To understand the differences we need to return to my simplified annotation of the 3 points of view of the stripes. We can use the model at the right to help. The first stripe represented has reverse parity with the data contiguously laid out from Disk 0 to Disk 2. The parity stripe is on Disk 3. A1 corresponds to S1D0 and PV1 as well as LV1. The second level is well ordered simply eliminating the parity stripe from the logical volume.

So, you ask, "Where is all the complication?" The difficulty comes when you reach the parity stripe. In a simple schema you expect the next logical stripe (LV4) to be B1 (S2D0: 128 - 255 sectors) which would also correspond to PV5. However, this isn't what always happens. A common striping algorithm puts the next stripe (LV4) on the second stripe of the last drive (S2D3) as if it jumps up to the next level. Then, the second stripe on the first drive (S2D0) becomes LV5 and the second stripe on the second drive (S2D1) becomes LV6. It doesn't seem to make sense adding an unnecessary complication.

In the Compaq schema from my previous post it was even more complex. Compaq created an array using a factor of 16:1 parity stripes to data stripes. For each 16 data stripes on the data drives one drive was designated as the parity drive. Then, it would switch in reverse parity fashion to the next drive for 16 data stripes on the other drives. To make things even more complicated, they still rotated the data stripes on the other drives. It wasn't just a simple big stripe of 2048 (16 * 128) sectors which was my first attempt.

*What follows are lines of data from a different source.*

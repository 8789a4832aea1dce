//! Structured logging.
//!
//! # Responsibilities
//! - Initialize logging subsystem
//! - Configure log level from config, overridable via `RUST_LOG`
//!
//! # Design Decisions
//! - Uses tracing crate for structured logging
//! - JSON format for production, pretty format for development

use tracing_subscriber::{layer::SubscriberExt, util::SubscriberInitExt, EnvFilter};

use crate::config::ObservabilityConfig;

/// Filter applied when neither `RUST_LOG` nor the config narrows it.
fn default_filter(level: &str) -> String {
    format!("booking_core={level},quote_cli={level},tower_http={level}")
}

/// Install the global subscriber. Calling it twice is an error the second
/// time and is ignored.
pub fn init_logging(config: &ObservabilityConfig) {
    let filter = EnvFilter::try_from_default_env().unwrap_or_else(|_| default_filter(&config.log_level).into());
    let registry = tracing_subscriber::registry().with(filter);

    let result = if config.json_logs {
        registry.with(tracing_subscriber::fmt::layer().json()).try_init()
    } else {
        registry.with(tracing_subscriber::fmt::layer()).try_init()
    };

    if let Err(err) = result {
        eprintln!("logging already initialized: {err}");
    }
}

There is no substitution for spending the time and doing a good analysis of the stripes. After making several unstripe attempts adjusting parameters and testing the outcome on that Compaq recovery, I came close to recoverying data. However, I would get some files back but not others. On inspection of the rebuilt volume there were "holes" in the file system. The array contained 14 drives and each needed to be inspected. The failed drives had both been successfully recovered. So, there was no excuse for missing data. To check continuity, I look for easy to read files, usually text files. Long MS Word documents also contain sufficient text data. I want to find files that cross stripe boundaries. When an easily readable file crosses a stripe boundary, I can connect the stripes. This helps me to create a map of the array laying out all the stripes in both logical order and physical order. Using the map I am able to construct the algorithm for unstriping.

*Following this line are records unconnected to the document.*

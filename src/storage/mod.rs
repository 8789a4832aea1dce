//! Transactional persistence for versioned records.
//!
//! # Data Flow
//! ```text
//! QuoteGuard operation
//!     → atomic.rs run_atomic (begin with max-wait, run work with deadline)
//!     → Database::begin → Tx: QuoteStore (reads + staged writes)
//!     → Ok  → Database::commit (publish staged writes)
//!     → Err → drop Tx (rollback, nothing visible)
//!     → error.rs (DbError → CoreError)
//! ```
//!
//! # Design Decisions
//! - The executor owns commit/rollback; work closures never commit
//! - Isolation is delegated to the backend; no locking above it
//! - Backends report `DbError`; only the executor boundary sees `CoreError`

pub mod atomic;
pub mod error;
pub mod memory;

use std::future::Future;
use std::time::Duration;

use uuid::Uuid;

use crate::quoting::types::{Agent, Quote};

pub use atomic::{run_atomic, run_with_retry, TxFuture, DEFAULT_TRANSACTION_TIMEOUT};
pub use error::DbError;
pub use memory::{MemoryDatabase, MemoryTransaction};

/// Reads and writes available inside an open transaction.
///
/// Writes are only visible to other transactions after commit.
pub trait QuoteStore: Send {
    fn find_agent(&self, id: &str) -> Result<Option<Agent>, DbError>;
    fn insert_agent(&mut self, agent: Agent) -> Result<(), DbError>;
    fn find_quote(&self, id: Uuid) -> Result<Option<Quote>, DbError>;
    fn insert_quote(&mut self, quote: Quote) -> Result<(), DbError>;
    fn update_quote(&mut self, quote: Quote) -> Result<(), DbError>;
    /// Returns whether a row was removed.
    fn delete_quote(&mut self, id: Uuid) -> Result<bool, DbError>;
}

/// A backend able to open and commit transactions.
///
/// Dropping a transaction without committing it rolls it back.
pub trait Database: Send + Sync {
    type Tx: QuoteStore;

    /// Open a transaction, waiting at most `max_wait` to acquire it.
    fn begin(&self, max_wait: Duration) -> impl Future<Output = Result<Self::Tx, DbError>> + Send;

    fn commit(&self, tx: Self::Tx) -> impl Future<Output = Result<(), DbError>> + Send;
}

It would be too long to go into further detail. Unstriping tools are a book unto themselves and go beyond the scope of this blog.

Next I will take a look at some of the NAS devices we have recovered and their issues.

Tuesday, February 12, 2008

RAID Striping Algorithms: The Missing Link

In the previous post we learned about RAID configurations and how parity works. The last piece of the puzzle is striping algorithms. Striping algorithms or schemes refer to how stripes are mapped on the disk array. Being a hands on person, I like to drill down to the bit how things work. This has helped me solve many problems with RAID systems. Striping schemes are complex layouts involving 2 layers, the physical stripes with parity and the logical striping where the data is mapped.

Our first step in working on a RAID recovery is to review each disk's raw data to determine stripe size and orientation.

Stripe size was mentioned previously but to review, Stripes are a collection of sectors. Each stripe contains a number sectors equal to a power of 2. The smallest stripe size we have see is 16 sectors (2^4). The most common size is 128 sectors (2^7) . In my real life example below, the stripe size was 2048 sectors (2^11).

Stripe mapping can be very confusing. In an effort to lessen the confusion, I will talk about 3 different views of the same stripe, the disk view, the physical volume view and the logical volume view. The physical volume and logical volume correspond to the 2 layers mentioned above.

The physical stripes reside on the disks in order. I will use a simplified annotation scheme based on stripe number and disk number, for example; S1D0 = first stripe on disk 0 (128 sectors from 0 - 127), S2D0 = next stripe on disk 0 (128 sectors from 128 - 255), etc. For the physical RAID volume representation I will use the letters 'PV'. So, the first stripe will be PV1, the second will be PV2 and so on. The last view of the data is the logical view. This is what the operating system sees. I will refer to the first stripe of the logical volume as LV1, LV2, etc. For clarity, I will use the term, stripe set, to refer to a parity stripe and its contiguous stripes from each drive (S1D0, S1D1, S1D2, S1D3, etc).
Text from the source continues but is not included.